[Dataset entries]
# # # #

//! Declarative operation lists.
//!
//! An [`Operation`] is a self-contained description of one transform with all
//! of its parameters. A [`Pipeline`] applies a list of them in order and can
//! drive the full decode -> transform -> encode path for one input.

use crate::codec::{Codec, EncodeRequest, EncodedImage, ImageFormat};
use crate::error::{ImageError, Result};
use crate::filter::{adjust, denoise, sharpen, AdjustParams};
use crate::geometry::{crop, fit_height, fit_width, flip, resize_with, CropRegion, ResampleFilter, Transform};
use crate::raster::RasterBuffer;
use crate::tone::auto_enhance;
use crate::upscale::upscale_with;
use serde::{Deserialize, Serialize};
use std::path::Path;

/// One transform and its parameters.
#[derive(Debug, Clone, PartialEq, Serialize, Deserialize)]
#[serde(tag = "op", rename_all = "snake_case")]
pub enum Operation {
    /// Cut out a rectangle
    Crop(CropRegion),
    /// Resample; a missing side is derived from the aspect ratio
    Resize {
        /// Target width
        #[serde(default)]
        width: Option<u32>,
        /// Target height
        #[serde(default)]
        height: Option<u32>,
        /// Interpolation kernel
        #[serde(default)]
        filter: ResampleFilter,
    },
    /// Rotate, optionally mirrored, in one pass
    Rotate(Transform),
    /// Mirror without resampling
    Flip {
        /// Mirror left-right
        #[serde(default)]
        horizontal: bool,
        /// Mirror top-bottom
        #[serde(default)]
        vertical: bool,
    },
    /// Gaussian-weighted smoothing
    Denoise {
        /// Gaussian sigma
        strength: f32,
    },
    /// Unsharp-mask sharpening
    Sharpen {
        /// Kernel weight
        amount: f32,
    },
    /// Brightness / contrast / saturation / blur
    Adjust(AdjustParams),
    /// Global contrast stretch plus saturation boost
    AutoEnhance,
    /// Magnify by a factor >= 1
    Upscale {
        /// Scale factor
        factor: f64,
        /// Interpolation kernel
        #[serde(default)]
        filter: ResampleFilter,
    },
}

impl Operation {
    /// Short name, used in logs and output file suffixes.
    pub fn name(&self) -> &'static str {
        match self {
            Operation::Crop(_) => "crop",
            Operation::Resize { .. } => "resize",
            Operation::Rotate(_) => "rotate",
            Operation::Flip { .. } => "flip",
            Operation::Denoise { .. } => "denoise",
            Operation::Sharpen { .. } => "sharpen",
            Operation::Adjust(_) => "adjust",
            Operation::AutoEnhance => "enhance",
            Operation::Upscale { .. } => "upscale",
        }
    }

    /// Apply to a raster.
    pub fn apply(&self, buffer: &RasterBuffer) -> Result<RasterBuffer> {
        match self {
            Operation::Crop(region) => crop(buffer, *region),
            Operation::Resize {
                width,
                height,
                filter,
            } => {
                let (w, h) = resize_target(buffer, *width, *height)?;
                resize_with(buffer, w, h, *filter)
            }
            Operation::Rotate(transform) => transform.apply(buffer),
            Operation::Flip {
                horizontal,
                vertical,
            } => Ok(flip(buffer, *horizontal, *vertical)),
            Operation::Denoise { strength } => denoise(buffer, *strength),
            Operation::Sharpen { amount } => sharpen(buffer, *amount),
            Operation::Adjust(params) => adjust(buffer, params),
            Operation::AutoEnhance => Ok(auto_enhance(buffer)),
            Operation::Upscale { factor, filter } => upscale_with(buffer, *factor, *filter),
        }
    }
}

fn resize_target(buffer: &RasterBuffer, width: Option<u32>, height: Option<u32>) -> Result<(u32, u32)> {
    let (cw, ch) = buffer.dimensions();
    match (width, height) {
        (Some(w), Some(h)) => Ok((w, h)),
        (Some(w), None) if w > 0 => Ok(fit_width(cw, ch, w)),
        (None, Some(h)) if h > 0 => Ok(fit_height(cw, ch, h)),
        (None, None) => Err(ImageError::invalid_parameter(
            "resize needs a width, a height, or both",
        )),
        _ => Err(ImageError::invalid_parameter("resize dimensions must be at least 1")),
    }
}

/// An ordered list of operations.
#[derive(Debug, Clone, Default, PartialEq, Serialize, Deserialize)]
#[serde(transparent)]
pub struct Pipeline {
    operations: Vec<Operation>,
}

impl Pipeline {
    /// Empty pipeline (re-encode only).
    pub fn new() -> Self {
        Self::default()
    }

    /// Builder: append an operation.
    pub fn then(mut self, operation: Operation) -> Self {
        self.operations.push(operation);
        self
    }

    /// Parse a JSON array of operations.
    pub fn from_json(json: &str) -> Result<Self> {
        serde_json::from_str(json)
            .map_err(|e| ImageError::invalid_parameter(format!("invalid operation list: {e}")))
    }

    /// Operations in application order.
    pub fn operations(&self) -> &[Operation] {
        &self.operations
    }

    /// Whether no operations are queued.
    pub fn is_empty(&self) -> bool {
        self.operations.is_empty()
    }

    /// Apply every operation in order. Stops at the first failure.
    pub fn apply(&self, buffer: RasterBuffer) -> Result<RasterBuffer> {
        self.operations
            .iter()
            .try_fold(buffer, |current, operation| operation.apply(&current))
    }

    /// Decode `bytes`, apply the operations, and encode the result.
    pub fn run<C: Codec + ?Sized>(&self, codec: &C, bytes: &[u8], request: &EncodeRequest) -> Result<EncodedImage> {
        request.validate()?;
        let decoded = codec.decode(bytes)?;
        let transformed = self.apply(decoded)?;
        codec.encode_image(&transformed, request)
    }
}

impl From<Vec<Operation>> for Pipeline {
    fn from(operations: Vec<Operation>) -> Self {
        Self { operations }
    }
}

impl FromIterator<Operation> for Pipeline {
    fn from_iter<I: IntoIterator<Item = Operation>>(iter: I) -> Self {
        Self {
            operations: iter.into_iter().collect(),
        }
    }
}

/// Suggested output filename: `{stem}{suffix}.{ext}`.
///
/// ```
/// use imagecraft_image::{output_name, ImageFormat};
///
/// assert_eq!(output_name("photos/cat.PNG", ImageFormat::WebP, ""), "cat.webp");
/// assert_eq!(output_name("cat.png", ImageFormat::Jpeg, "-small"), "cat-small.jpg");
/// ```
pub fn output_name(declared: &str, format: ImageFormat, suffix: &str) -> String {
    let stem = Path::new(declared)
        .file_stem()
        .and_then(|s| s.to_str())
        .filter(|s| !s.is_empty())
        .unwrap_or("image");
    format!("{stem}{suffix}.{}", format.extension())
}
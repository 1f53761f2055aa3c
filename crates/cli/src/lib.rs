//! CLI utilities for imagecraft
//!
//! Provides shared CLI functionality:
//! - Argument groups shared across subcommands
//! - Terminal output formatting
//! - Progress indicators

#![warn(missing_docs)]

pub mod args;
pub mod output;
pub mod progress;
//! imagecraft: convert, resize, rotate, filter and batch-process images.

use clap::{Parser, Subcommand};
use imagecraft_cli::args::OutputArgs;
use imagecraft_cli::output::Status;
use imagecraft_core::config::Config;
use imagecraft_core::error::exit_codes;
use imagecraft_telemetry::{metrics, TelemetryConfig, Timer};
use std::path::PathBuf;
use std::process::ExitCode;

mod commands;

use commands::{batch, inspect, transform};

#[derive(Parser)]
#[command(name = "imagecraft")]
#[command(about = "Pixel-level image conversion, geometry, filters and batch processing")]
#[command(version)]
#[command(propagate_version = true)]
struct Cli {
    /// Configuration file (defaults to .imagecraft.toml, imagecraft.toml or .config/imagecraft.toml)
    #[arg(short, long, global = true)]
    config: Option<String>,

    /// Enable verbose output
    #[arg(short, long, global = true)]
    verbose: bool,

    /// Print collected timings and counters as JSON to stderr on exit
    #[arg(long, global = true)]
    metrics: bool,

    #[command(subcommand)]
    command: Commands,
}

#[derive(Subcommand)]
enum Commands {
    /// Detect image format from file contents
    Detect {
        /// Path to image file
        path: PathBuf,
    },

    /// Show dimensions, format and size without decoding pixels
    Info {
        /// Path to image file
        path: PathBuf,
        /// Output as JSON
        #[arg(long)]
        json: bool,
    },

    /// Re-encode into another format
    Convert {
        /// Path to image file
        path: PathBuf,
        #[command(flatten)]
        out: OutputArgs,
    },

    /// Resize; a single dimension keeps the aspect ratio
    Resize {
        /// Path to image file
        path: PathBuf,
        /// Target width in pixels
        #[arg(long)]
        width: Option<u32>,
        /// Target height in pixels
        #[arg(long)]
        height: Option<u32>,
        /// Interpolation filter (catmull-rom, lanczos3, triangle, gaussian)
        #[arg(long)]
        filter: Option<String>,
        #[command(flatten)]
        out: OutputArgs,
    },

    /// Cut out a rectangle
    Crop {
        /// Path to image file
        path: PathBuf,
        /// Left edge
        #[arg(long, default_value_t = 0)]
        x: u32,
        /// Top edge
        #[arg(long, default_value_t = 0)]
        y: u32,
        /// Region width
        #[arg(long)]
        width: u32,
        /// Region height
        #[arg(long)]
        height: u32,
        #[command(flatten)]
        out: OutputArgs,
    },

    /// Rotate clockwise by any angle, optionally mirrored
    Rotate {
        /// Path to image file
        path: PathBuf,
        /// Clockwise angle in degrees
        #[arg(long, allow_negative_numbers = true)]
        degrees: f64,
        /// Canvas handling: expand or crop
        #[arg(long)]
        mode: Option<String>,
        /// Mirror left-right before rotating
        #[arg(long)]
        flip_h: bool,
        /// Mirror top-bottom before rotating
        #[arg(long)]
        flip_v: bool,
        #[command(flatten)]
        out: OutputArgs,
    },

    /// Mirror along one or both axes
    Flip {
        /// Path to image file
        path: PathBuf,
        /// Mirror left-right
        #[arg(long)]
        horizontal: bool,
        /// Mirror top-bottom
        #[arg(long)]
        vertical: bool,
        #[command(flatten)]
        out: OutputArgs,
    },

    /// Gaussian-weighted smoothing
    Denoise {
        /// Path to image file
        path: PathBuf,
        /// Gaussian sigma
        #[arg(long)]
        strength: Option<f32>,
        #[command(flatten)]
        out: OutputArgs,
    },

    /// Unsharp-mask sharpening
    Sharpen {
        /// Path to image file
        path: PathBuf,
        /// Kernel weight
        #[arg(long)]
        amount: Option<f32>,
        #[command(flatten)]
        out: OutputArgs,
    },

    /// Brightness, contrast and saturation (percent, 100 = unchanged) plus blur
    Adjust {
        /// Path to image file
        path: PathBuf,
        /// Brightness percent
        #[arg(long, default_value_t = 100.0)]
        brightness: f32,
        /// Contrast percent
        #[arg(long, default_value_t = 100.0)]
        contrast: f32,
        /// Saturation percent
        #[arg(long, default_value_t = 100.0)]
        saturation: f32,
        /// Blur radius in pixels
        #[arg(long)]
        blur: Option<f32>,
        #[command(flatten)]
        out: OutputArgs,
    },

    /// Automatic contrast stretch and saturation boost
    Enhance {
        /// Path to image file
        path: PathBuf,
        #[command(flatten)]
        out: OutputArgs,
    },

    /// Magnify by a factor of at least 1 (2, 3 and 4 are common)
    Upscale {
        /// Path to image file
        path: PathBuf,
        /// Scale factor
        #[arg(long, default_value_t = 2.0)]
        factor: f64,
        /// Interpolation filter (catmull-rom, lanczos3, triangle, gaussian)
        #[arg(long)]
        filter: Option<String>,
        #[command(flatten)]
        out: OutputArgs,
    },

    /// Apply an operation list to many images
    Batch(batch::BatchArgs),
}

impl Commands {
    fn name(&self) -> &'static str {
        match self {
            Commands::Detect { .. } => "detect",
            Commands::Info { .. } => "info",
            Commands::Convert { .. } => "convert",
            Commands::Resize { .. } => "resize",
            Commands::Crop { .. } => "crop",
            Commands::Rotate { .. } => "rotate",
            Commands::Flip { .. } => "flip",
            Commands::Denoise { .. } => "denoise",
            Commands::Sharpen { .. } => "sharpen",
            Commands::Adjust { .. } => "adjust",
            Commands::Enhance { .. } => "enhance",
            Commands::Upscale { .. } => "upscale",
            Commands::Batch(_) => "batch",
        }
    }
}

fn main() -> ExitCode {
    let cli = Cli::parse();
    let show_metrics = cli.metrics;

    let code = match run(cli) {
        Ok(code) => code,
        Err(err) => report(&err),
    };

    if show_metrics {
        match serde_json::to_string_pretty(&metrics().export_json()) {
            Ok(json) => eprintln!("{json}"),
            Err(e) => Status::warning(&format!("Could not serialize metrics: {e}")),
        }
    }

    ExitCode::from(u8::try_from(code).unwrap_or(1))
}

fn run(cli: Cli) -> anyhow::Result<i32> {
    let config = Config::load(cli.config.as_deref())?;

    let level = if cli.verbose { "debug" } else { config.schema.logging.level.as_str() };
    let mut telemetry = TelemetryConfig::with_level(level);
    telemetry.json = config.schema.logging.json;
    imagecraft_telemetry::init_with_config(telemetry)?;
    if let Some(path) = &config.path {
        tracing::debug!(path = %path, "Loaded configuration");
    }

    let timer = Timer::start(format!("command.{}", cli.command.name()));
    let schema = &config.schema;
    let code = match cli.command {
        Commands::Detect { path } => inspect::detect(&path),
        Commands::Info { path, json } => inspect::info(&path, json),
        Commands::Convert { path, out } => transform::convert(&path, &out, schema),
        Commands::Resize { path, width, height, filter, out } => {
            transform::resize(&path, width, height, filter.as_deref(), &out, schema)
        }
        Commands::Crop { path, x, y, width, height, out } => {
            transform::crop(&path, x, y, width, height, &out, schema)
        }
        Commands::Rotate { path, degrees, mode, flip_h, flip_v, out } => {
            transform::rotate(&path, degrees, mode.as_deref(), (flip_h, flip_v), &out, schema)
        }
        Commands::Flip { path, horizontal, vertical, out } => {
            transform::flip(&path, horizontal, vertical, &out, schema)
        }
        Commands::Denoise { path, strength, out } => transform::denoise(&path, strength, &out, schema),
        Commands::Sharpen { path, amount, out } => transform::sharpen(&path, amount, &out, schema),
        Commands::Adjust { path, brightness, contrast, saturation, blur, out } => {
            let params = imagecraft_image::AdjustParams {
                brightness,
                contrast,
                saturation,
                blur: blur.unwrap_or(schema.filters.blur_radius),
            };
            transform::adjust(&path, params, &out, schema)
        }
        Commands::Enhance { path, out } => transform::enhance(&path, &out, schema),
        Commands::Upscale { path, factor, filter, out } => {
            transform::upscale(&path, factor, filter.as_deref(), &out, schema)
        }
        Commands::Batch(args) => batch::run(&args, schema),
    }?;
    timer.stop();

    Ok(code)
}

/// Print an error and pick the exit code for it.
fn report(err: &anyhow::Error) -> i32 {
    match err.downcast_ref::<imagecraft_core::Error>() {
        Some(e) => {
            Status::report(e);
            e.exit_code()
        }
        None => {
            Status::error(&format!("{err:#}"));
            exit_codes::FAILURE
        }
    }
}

# # # #

Exercise brief: From the very first line of the records down to the line with "in one pass", please write out each line exactly, including both ends and no other lines.

Expected answer:
//! Declarative operation lists.
//!
//! An [`Operation`] is a self-contained description of one transform with all
//! of its parameters. A [`Pipeline`] applies a list of them in order and can
//! drive the full decode -> transform -> encode path for one input.

use crate::codec::{Codec, EncodeRequest, EncodedImage, ImageFormat};
use crate::error::{ImageError, Result};
use crate::filter::{adjust, denoise, sharpen, AdjustParams};
use crate::geometry::{crop, fit_height, fit_width, flip, resize_with, CropRegion, ResampleFilter, Transform};
use crate::raster::RasterBuffer;
use crate::tone::auto_enhance;
use crate::upscale::upscale_with;
use serde::{Deserialize, Serialize};
use std::path::Path;

/// One transform and its parameters.
#[derive(Debug, Clone, PartialEq, Serialize, Deserialize)]
#[serde(tag = "op", rename_all = "snake_case")]
pub enum Operation {
    /// Cut out a rectangle
    Crop(CropRegion),
    /// Resample; a missing side is derived from the aspect ratio
    Resize {
        /// Target width
        #[serde(default)]
        width: Option<u32>,
        /// Target height
        #[serde(default)]
        height: Option<u32>,
        /// Interpolation kernel
        #[serde(default)]
        filter: ResampleFilter,
    },
    /// Rotate, optionally mirrored, in one pass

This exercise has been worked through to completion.